Erkek çocuk babaya, kız çocuk anneye verilir. Bu konuda herhangi bir cinsiyet ayırımı yapılmaz. 12 yaşına kadar annenin çocuğun cinsiyetine bakılmaksızın önceliği vardır. Sonrasında çocuğa sorulur.

Taraflardan biri boşanmak istemezse dava süresi uzar. Dava süresinin bu istekle bir ilgisi yoktur. Boşanma talebinde bulunan tarafın haklı olduğu kesinleşmişse kısa sürede karar çıkacaktır.

Davaya gitmeye gerek yoktur. Davayı açan taraf haklı dahi olsa taraflar davaya katılmaz ise dava düşer. Bu durumda davanın tekrar açılması gerekir.

Anlaşmalı boşanma davasında boşanma konusunda anlaşmış olmak başlı başına yeterli değildir. Eğer taraflar boşanma haricindeki diğer konularda da (tazminat, velayet, ev eşyaları gibi) uzlaşamamışlarsa bu halde anlaşmalı boşanma yoluyla boşanamazlar.

BOŞANMA KONUSUNDA YETERLİ BİLGİYE SAHİP MİSİNİZ?

Görüldüğü gibi Boşanma Hukukunda Doğru Bilinen Yanlışların sayısı oldukça fazladır. Hukukla ilgili konularda kulaktan dolma bilgilerle davalara müdahil olmamalısınız.
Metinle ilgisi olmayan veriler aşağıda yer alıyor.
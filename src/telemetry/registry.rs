// SPDX-License-Identifier: MPL-2.0
// This Source Code Form is subject to the terms of the Mozilla Public
// License, v. 2.0. If a copy of the MPL was not distributed with this
// file, You can obtain one at https://mozilla.org/MPL/2.0/.

//! One telemetry cache per device endpoint.

use std::collections::HashMap;
use std::sync::{Arc, Weak};
use std::time::Duration;

use parking_lot::Mutex;

use crate::protocol::Transport;

use super::TelemetryCache;

/// Registry sharing telemetry caches between accessories.
///
/// The registry keeps at most one live cache per endpoint URL. Caches are
/// held weakly: once every accessory drops its handle, the polling task stops
/// and the next request for that endpoint starts a fresh one.
///
/// # Examples
///
/// ```
/// use std::sync::Arc;
/// use std::time::Duration;
/// use awtrix_bridge::protocol::HttpClient;
/// use awtrix_bridge::telemetry::TelemetryRegistry;
///
/// # #[tokio::main]
/// # async fn main() -> awtrix_bridge::Result<()> {
/// let registry = TelemetryRegistry::new();
/// let client = Arc::new(HttpClient::new("192.168.1.60")?);
///
/// let a = registry.get_or_start(client.endpoint(), client.clone(), Duration::from_secs(30));
/// let b = registry.get_or_start(client.endpoint(), client.clone(), Duration::from_secs(30));
/// assert!(Arc::ptr_eq(&a, &b));
/// # Ok(())
/// # }
/// ```
#[derive(Debug, Default)]
pub struct TelemetryRegistry {
    caches: Mutex<HashMap<String, Weak<TelemetryCache>>>,
}

impl TelemetryRegistry {
    /// Creates an empty registry.
    #[must_use]
    pub fn new() -> Self {
        Self::default()
    }

    /// Returns the live cache for `endpoint`, starting one if needed.
    ///
    /// `transport` and `interval` are only used when a new cache is started.
    ///
    /// # Panics
    ///
    /// Panics if a cache has to be started outside of a Tokio runtime.
    pub fn get_or_start<P>(
        &self,
        endpoint: &str,
        transport: Arc<P>,
        interval: Duration,
    ) -> Arc<TelemetryCache>
    where
        P: Transport + 'static,
    {
        let mut caches = self.caches.lock();
        caches.retain(|_, cache| cache.strong_count() > 0);

        if let Some(cache) = caches.get(endpoint).and_then(Weak::upgrade) {
            tracing::debug!(endpoint, "Reusing telemetry cache");
            return cache;
        }

        let cache = TelemetryCache::start(endpoint, transport, interval);
        caches.insert(endpoint.to_string(), Arc::downgrade(&cache));
        cache
    }

    /// Returns the live cache for `endpoint`, if any.
    #[must_use]
    pub fn get(&self, endpoint: &str) -> Option<Arc<TelemetryCache>> {
        self.caches.lock().get(endpoint).and_then(Weak::upgrade)
    }

    /// Returns the number of live caches.
    #[must_use]
    pub fn len(&self) -> usize {
        self.caches
            .lock()
            .values()
            .filter(|cache| cache.strong_count() > 0)
            .count()
    }

    /// Returns `true` if no cache is live.
    #[must_use]
    pub fn is_empty(&self) -> bool {
        self.len() == 0
    }
}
Yasalar günün şartlarına göre sürekli güncellendiği için bundan 20 yıl önce yanlış bilinenler bugün doğru olarak karşımıza çıkabilir ve bizi zor durumda bırakacak sonuçlarla karşılaşmamıza neden olabilir.

BOŞANMA DAVALARINDA EŞLERİN HAKLARI NELERDİR?

 İster kadın ister erkek olsun dava açmadan önce yasal haklarının neler olduğunu öğrenmeleri sonrasında yaşanabilecek hak kayıplarının önüne geçecektir. Boşanma Davalarında Eşlerin Haklarını bilmemesinden kaynaklanan hak kayıpları dava sürecinde veya dava sonuçlandıktan sonra öğrenilmekte buda telafisi zor durumların yaşanmasına sebep olabilmektedir. Olası hak kayıplarının yaşanmaması için hem erkek hem de kadınların ne gibi haklarının olduğunu ayrıntılı bir şekilde anlatmaya çalışalım.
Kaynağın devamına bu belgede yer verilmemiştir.